● **Required work**: The required output is the exact run of lines below that opens at the line with "pub enum ResolutionError" and closes at the line with "returned an error.".

(Records to process begins)

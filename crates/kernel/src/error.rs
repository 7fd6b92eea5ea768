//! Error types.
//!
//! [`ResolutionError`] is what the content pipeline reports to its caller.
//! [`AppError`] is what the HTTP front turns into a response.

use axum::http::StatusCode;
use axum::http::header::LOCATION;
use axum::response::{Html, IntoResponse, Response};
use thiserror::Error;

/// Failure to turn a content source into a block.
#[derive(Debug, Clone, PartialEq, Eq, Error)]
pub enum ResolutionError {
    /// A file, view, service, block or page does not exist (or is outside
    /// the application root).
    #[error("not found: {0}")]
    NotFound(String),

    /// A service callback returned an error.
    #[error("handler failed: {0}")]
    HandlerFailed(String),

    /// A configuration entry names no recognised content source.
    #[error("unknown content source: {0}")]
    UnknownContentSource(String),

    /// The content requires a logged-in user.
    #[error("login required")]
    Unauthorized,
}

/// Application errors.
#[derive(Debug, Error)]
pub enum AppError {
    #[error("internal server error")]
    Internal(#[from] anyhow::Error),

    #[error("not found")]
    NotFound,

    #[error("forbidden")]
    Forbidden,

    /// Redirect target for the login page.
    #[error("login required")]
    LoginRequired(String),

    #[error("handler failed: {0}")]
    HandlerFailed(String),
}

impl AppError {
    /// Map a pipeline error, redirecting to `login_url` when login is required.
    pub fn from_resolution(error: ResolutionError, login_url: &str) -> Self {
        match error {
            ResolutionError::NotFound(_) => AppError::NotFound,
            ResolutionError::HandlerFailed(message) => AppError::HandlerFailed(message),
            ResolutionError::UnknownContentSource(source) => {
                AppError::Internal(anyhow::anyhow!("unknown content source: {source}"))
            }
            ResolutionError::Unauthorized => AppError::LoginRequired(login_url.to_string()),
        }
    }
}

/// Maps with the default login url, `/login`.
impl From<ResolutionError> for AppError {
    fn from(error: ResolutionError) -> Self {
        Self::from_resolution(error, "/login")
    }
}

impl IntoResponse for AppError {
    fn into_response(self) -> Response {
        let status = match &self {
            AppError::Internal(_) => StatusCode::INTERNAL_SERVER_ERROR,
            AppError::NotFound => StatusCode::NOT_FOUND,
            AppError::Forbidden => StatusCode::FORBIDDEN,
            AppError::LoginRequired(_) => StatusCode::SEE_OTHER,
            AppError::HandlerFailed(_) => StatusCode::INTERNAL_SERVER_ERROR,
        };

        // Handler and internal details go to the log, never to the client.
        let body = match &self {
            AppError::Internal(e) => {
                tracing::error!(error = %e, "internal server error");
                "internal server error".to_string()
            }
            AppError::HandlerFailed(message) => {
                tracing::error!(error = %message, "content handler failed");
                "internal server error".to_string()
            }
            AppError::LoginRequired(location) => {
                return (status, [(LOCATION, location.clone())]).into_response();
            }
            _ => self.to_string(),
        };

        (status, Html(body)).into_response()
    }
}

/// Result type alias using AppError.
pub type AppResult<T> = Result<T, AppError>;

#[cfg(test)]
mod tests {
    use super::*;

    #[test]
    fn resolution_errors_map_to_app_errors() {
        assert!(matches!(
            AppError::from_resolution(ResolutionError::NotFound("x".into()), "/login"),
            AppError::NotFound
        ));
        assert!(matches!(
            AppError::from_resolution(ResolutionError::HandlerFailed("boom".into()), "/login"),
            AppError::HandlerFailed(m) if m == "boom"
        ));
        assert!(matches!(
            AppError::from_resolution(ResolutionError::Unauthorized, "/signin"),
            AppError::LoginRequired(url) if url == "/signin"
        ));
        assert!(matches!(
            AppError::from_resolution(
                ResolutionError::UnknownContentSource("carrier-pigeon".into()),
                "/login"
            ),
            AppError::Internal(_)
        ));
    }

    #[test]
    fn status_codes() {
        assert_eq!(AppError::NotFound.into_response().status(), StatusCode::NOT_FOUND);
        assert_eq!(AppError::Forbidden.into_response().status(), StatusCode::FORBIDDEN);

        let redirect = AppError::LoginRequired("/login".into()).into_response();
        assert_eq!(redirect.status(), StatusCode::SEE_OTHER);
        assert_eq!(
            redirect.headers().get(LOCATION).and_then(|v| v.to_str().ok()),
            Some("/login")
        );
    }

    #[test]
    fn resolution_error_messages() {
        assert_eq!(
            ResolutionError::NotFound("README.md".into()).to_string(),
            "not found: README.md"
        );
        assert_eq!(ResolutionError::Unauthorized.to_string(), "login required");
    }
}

(Records to process ends)

● **Result**:
pub enum ResolutionError {
    /// A file, view, service, block or page does not exist (or is outside
    /// the application root).
    #[error("not found: {0}")]
    NotFound(String),

    /// A service callback returned an error.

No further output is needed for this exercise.